Sketches on this show are rarely entirely predictable, but the second season’s third episode is more of a cut-and-dry half-hour, where the majority of each sketch is evident from the beginning, and nothing really changes until near the end. I mean, this is the only show on television on which Tim Cook would pee all over a woman’s purse before electrocuting himself with a teleportation device, so you can’t predict everything. As far as episodes go, though, this one seems less cohesive than previous ones, and at time too jarringly weird.
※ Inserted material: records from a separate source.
//! Pluggable completion contributors.

use std::sync::Arc;

use lsp_types::{CompletionItem, CompletionList, Position};
use parking_lot::Mutex;
use tessera_core::TextDocument;

use crate::TemplateLanguage;

/// Request state handed to participant hooks by the embedded service.
pub struct ParticipantContext<'a> {
    pub document: &'a TextDocument,
    pub position: Position,
}

/// A contributor of extra completion items, invoked by the embedded service
/// while it computes its own completions.
///
/// Hooks default to no-ops so implementations opt into the production points
/// they care about. A markup service fires `on_content`; a style service
/// fires the property hooks.
pub trait CompletionParticipant: Send + Sync {
    fn on_content(&self, _cx: &ParticipantContext<'_>) {}
    fn on_property(&self, _cx: &ParticipantContext<'_>) {}
    fn on_property_value(&self, _cx: &ParticipantContext<'_>) {}
}

/// The abbreviation-expansion engine behind [`ExpansionParticipant`].
pub trait ExpansionProvider: Send + Sync {
    /// Expansion completions for the abbreviation ending at `position`.
    fn expansions(
        &self,
        document: &TextDocument,
        position: Position,
        language: TemplateLanguage,
    ) -> Vec<CompletionItem>;
}

/// Completion list shared between a mode and the participant filling it.
pub type SharedCompletionList = Arc<Mutex<CompletionList>>;

/// Bridges an [`ExpansionProvider`] into the participant seam.
///
/// Every hook queries the provider at the hook's document and position and
/// appends the results to the shared buffer. The buffer starts with
/// `is_incomplete: true`: the expansion engine may always have more to offer
/// as typing continues.
pub struct ExpansionParticipant {
    language: TemplateLanguage,
    provider: Arc<dyn ExpansionProvider>,
    results: SharedCompletionList,
}

impl ExpansionParticipant {
    pub fn new(
        language: TemplateLanguage,
        provider: Arc<dyn ExpansionProvider>,
        results: SharedCompletionList,
    ) -> Self {
        Self {
            language,
            provider,
            results,
        }
    }

    /// A fresh always-incomplete buffer for one completion computation.
    pub fn buffer() -> SharedCompletionList {
        Arc::new(Mutex::new(CompletionList {
            is_incomplete: true,
            items: Vec::new(),
        }))
    }

    fn collect(&self, cx: &ParticipantContext<'_>) {
        let items = self
            .provider
            .expansions(cx.document, cx.position, self.language);
        if items.is_empty() {
            return;
        }
        tracing::debug!(
            target: "tessera.participants",
            language = %self.language,
            count = items.len(),
            "expansion participant contributed completions"
        );
        self.results.lock().items.extend(items);
    }
}

impl CompletionParticipant for ExpansionParticipant {
    fn on_content(&self, cx: &ParticipantContext<'_>) {
        self.collect(cx);
    }

    fn on_property(&self, cx: &ParticipantContext<'_>) {
        self.collect(cx);
    }

    fn on_property_value(&self, cx: &ParticipantContext<'_>) {
        self.collect(cx);
    }
}

/// Merge participant contributions into the service's own completion list.
///
/// Any contribution forces `is_incomplete` on the merged list, even when the
/// service's own result was complete: the contributing engine treats its
/// results as provisional while typing continues.
pub fn merge_expansions(list: &mut CompletionList, expansions: &mut CompletionList) {
    if expansions.items.is_empty() {
        return;
    }
    list.is_incomplete = true;
    list.items.append(&mut expansions.items);
}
For example, this episode will forever be known as “The One Where Jordan Peele’s Head Was Digitally Grafted Onto A Dog’s Body, And He Waddled Around Speaking Like Ice-T.” Or “The One Featuring Two Dudes Hula-Hooping Their Way To The World Record While Whispering To One Another And Maintaining Eye Contact.” The episode dares you to like it despite its oddities.
But as strange as things get, it’s hard to outright hate Key & Peele. Even when its sketches don’t personally hit, I find them interesting, and they capture my attention simply based on how into the sketch the two actors seem to be. The ability to act is often a skill that goes unpracticed in the world of sketch comedy; I’ve seen plenty of shows here in New York to know that, at least in this town, that’s the case. The people who are most successful at sketch, as I’ve observed here and during my time in Chicago, are the ones who can play the dramatic moments of a sketch just as hard as the funny ones, who are so into the lines that they never have time to ironically wink at the audience—nor would they if they had the chance.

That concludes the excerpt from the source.